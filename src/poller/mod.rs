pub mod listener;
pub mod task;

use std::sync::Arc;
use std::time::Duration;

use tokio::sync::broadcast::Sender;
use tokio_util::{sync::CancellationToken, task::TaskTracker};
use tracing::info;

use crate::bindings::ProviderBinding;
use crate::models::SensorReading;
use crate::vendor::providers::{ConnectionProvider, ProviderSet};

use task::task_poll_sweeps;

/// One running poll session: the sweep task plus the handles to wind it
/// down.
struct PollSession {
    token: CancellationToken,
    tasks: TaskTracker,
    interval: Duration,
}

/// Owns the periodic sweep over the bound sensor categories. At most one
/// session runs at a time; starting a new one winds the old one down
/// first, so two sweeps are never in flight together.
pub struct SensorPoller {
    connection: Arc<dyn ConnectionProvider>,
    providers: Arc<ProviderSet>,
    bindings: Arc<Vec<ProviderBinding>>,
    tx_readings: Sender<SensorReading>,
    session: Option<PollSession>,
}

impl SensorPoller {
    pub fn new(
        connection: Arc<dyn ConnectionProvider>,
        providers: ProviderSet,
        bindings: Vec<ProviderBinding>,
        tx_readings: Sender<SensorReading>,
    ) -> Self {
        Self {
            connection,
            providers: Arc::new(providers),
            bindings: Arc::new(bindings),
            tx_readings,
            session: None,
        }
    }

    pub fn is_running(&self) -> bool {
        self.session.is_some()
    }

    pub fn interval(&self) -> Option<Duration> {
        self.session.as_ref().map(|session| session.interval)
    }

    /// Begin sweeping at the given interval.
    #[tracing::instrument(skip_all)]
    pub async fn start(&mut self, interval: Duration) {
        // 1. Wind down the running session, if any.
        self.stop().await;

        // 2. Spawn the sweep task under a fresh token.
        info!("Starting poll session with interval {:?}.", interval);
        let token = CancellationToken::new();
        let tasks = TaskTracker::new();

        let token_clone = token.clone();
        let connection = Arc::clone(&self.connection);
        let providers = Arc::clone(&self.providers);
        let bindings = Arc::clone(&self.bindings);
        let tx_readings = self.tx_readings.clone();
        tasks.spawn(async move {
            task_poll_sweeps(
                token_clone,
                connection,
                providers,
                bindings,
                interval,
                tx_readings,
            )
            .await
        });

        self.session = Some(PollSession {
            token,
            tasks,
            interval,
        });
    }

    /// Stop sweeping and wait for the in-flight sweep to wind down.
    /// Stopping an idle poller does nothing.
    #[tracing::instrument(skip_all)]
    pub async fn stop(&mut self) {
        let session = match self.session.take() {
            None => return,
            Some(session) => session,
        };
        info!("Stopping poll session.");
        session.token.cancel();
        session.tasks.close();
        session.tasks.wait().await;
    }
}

# Exercise instructions
After locating the line with "use std::sync::Arc;" in the material above, return it and each line after it exactly, ending at the line with "pub fn interval(&self)".

# Output for this task
use std::sync::Arc;
use std::time::Duration;

use tokio::sync::broadcast::Sender;
use tokio_util::{sync::CancellationToken, task::TaskTracker};
use tracing::info;

use crate::bindings::ProviderBinding;
use crate::models::SensorReading;
use crate::vendor::providers::{ConnectionProvider, ProviderSet};

use task::task_poll_sweeps;

/// One running poll session: the sweep task plus the handles to wind it
/// down.
struct PollSession {
    token: CancellationToken,
    tasks: TaskTracker,
    interval: Duration,
}

/// Owns the periodic sweep over the bound sensor categories. At most one
/// session runs at a time; starting a new one winds the old one down
/// first, so two sweeps are never in flight together.
pub struct SensorPoller {
    connection: Arc<dyn ConnectionProvider>,
    providers: Arc<ProviderSet>,
    bindings: Arc<Vec<ProviderBinding>>,
    tx_readings: Sender<SensorReading>,
    session: Option<PollSession>,
}

impl SensorPoller {
    pub fn new(
        connection: Arc<dyn ConnectionProvider>,
        providers: ProviderSet,
        bindings: Vec<ProviderBinding>,
        tx_readings: Sender<SensorReading>,
    ) -> Self {
        Self {
            connection,
            providers: Arc::new(providers),
            bindings: Arc::new(bindings),
            tx_readings,
            session: None,
        }
    }

    pub fn is_running(&self) -> bool {
        self.session.is_some()
    }

    pub fn interval(&self) -> Option<Duration> {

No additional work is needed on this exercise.